Using
Antifuse-Based FPGAs in Performance Critical Digital Designs
Thayer School of Engineering
Dartmouth College
Hanover, NH 03755
barry.fagin@dartmouth.edu
Abstract
We present experimental results
on the use of antifuse-based FPGA's in a performance critical digital design,
performed at the recently completed Thayer Rapid Prototyping Facility. Our case study focuses on the design of a
special purpose ALU for gene sequence analysis.
Our work indicates the existence of highly nonlinear relationships
between design changes and critical path lengths, due to the overwhelming
influence of routing on performance.
This suggests that the standard paradigms for digital design are not
appropriate for FPGA's. We compare our
results to previous work using SRAM-based technology, and discuss the
implications of our results for digital design and rapid prototyping.
1.0
Introduction
We have previously reported in
[1] the results of experimental investigations concerning the use of SRAM-based
FPGA's in high performance digital designs.

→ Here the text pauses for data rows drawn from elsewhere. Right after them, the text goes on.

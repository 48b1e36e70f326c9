//! Game logic for the tic-tac-toe minigame.

use super::types::{Player, TicTacToeGame, TicTacToeResult, GRID_SIZE};

/// The 8 winning triples: 3 rows, 3 columns, 2 diagonals.
const LINES: [[(usize, usize); 3]; 8] = [
    [(0, 0), (0, 1), (0, 2)],
    [(1, 0), (1, 1), (1, 2)],
    [(2, 0), (2, 1), (2, 2)],
    [(0, 0), (1, 0), (2, 0)],
    [(0, 1), (1, 1), (2, 1)],
    [(0, 2), (1, 2), (2, 2)],
    [(0, 0), (1, 1), (2, 2)],
    [(0, 2), (1, 1), (2, 0)],
];

/// Scan the fixed line table and return the owner of the first completed
/// triple, or None while nobody has won. Draws are detected separately from
/// the move counter.
pub fn check_winner(board: &[[Option<Player>; GRID_SIZE]; GRID_SIZE]) -> Option<Player> {
    for line in LINES {
        let [a, b, c] = line;
        if let Some(player) = board[a.0][a.1] {
            if board[b.0][b.1] == Some(player) && board[c.0][c.1] == Some(player) {
                return Some(player);
            }
        }
    }
    None
}

/// Input actions for tic-tac-toe.
#[derive(Debug, Clone, Copy, PartialEq, Eq)]
pub enum TicTacToeInput {
    CursorUp,
    CursorDown,
    CursorLeft,
    CursorRight,
    /// Place a mark at the cursor (Enter or Space).
    Place,
    /// Clear the board ('r').
    Restart,
    /// Any other key.
    Other,
}

/// Process player input. After every placed mark the board is scanned for a
/// winner; a full board with no winner is a draw.
pub fn process_input(game: &mut TicTacToeGame, input: TicTacToeInput) {
    match input {
        TicTacToeInput::Restart => game.restart(),
        _ if game.game_result.is_some() => {}
        TicTacToeInput::CursorUp => game.move_cursor(-1, 0),
        TicTacToeInput::CursorDown => game.move_cursor(1, 0),
        TicTacToeInput::CursorLeft => game.move_cursor(0, -1),
        TicTacToeInput::CursorRight => game.move_cursor(0, 1),
        TicTacToeInput::Place => {
            let (row, col) = game.cursor;
            if !game.place_mark(row, col) {
                return;
            }
            if let Some(winner) = check_winner(&game.board) {
                game.game_result = Some(TicTacToeResult::Won(winner));
            } else if game.move_count == (GRID_SIZE * GRID_SIZE) as u32 {
                game.game_result = Some(TicTacToeResult::Draw);
            } else {
                game.switch_player();
            }
        }
        TicTacToeInput::Other => {}
    }
}
use anyhow::Result;
use arcade::constants::{POLL_INTERVAL_MS, TICK_INTERVAL_MS};
use arcade::games::{catch, dodge};
use arcade::games::{CatchDifficulty, CatchGame, DodgeDifficulty, DodgeGame, Player, Screen, TicTacToeGame};
use arcade::input::{handle_key, InputResult};
use arcade::menu::MenuState;
use arcade::ui;
use clap::{Parser, ValueEnum};
use crossterm::event::{self, Event};
use crossterm::terminal::{
    disable_raw_mode, enable_raw_mode, EnterAlternateScreen, LeaveAlternateScreen,
};
use crossterm::ExecutableCommand;
use rand::rngs::StdRng;
use rand::{Rng, SeedableRng};
use std::io;
use std::time::{Duration, Instant};

/// Terminal mini-game collection: tic-tac-toe and two falling-object games.
#[derive(Parser)]
#[command(name = "arcade", version, about)]
struct Args {
    /// Seed for spawn randomness (useful for reproducing a run).
    #[arg(long)]
    seed: Option<u64>,

    /// Jump straight into a game instead of the menu.
    #[arg(long, value_enum)]
    game: Option<GameArg>,
}

#[derive(Debug, Clone, Copy, ValueEnum)]
enum GameArg {
    Tictactoe,
    Dodge,
    Catch,
}

fn main() -> Result<()> {
    let args = Args::parse();

    let mut rng = match args.seed {
        Some(seed) => StdRng::seed_from_u64(seed),
        None => StdRng::from_entropy(),
    };

    let mut screen = match args.game {
        None => Screen::Menu(MenuState::new()),
        Some(GameArg::Tictactoe) => Screen::TicTacToe(TicTacToeGame::new(Player::One)),
        Some(GameArg::Dodge) => {
            Screen::Dodge(DodgeGame::new(DodgeDifficulty::Novice, &mut rng))
        }
        Some(GameArg::Catch) => {
            Screen::Catch(CatchGame::new(CatchDifficulty::Novice, &mut rng))
        }
    };

    // Setup terminal
    enable_raw_mode()?;
    let mut stdout = io::stdout();
    stdout.execute(EnterAlternateScreen)?;
    let backend = ratatui::backend::CrosstermBackend::new(stdout);
    let mut terminal = ratatui::Terminal::new(backend)?;

    let mut last_tick = Instant::now();
    loop {
        terminal.draw(|frame| ui::draw(frame, &screen))?;

        // Poll for input, leaving time to honor the tick interval.
        if event::poll(Duration::from_millis(POLL_INTERVAL_MS))? {
            if let Event::Key(key_event) = event::read()? {
                if let InputResult::Quit = handle_key(&mut screen, key_event.code, &mut rng) {
                    break;
                }
            }
        }

        if last_tick.elapsed() >= Duration::from_millis(TICK_INTERVAL_MS) {
            tick(&mut screen, &mut rng);
            last_tick = Instant::now();
        }
    }

    // Cleanup terminal
    disable_raw_mode()?;
    terminal.backend_mut().execute(LeaveAlternateScreen)?;

    Ok(())
}

/// Advance whichever action game is on screen. A finished run is not ticked
/// again until restarted, and the menu and board game have no tick behavior.
fn tick<R: Rng>(screen: &mut Screen, rng: &mut R) {
    match screen {
        Screen::Dodge(game) => dodge::logic::process_tick(game, rng),
        Screen::Catch(game) => catch::logic::process_tick(game, rng),
        Screen::Menu(_) | Screen::TicTacToe(_) => {}
    }
}
//! The three mini-games: Tic-Tac-Toe, Meteor Dodge, and Star Catcher.

/// Generate the standard `ALL` and `from_index()` methods shared by the
/// four-variant difficulty enums (Novice / Apprentice / Journeyman / Master).
macro_rules! difficulty_enum_impl {
    ($name:ident) => {
        impl $name {
            pub const ALL: [$name; 4] = [
                $name::Novice,
                $name::Apprentice,
                $name::Journeyman,
                $name::Master,
            ];

            pub fn from_index(index: usize) -> Self {
                Self::ALL.get(index).copied().unwrap_or($name::Novice)
            }

            pub fn name(&self) -> &'static str {
                match self {
                    Self::Novice => "Novice",
                    Self::Apprentice => "Apprentice",
                    Self::Journeyman => "Journeyman",
                    Self::Master => "Master",
                }
            }
        }
    };
}

pub mod catch;
pub mod dodge;
pub mod faller;
pub mod tictactoe;

pub use catch::{CatchDifficulty, CatchGame};
pub use dodge::{DodgeDifficulty, DodgeGame};
pub use faller::{Faller, FallerKind};
pub use tictactoe::{Player, TicTacToeGame, TicTacToeResult};

use crate::menu::MenuState;

/// What is currently on screen. Exactly one game is ever active; leaving a
/// scene drops its state, so a stale tick can never touch a dead game.
#[derive(Debug, Clone)]
pub enum Screen {
    Menu(MenuState),
    TicTacToe(TicTacToeGame),
    Dodge(DodgeGame),
    Catch(CatchGame),
}
//! Catch minigame: grab the falling stars, avoid the bombs.

pub mod logic;
pub mod types;

pub use logic::CatchInput;
pub use types::{CatchDifficulty, CatchGame};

This paper describes similar experiments using antifuse-based
devices. Both efforts were performed at
the Thayer Rapid Prototyping Facility [2], now essentially complete.
The
Thayer RPF is an integrated digital systems laboratory, designed to permit all
stages of the design process to be carried out in a single facility. The emphasis is on board-level systems,
consistent with our research objective of producing working hardware
quickly. This is facilitated by the use
of a PCB prototyping system. This system
employs a plotter/etcher and a drill machine.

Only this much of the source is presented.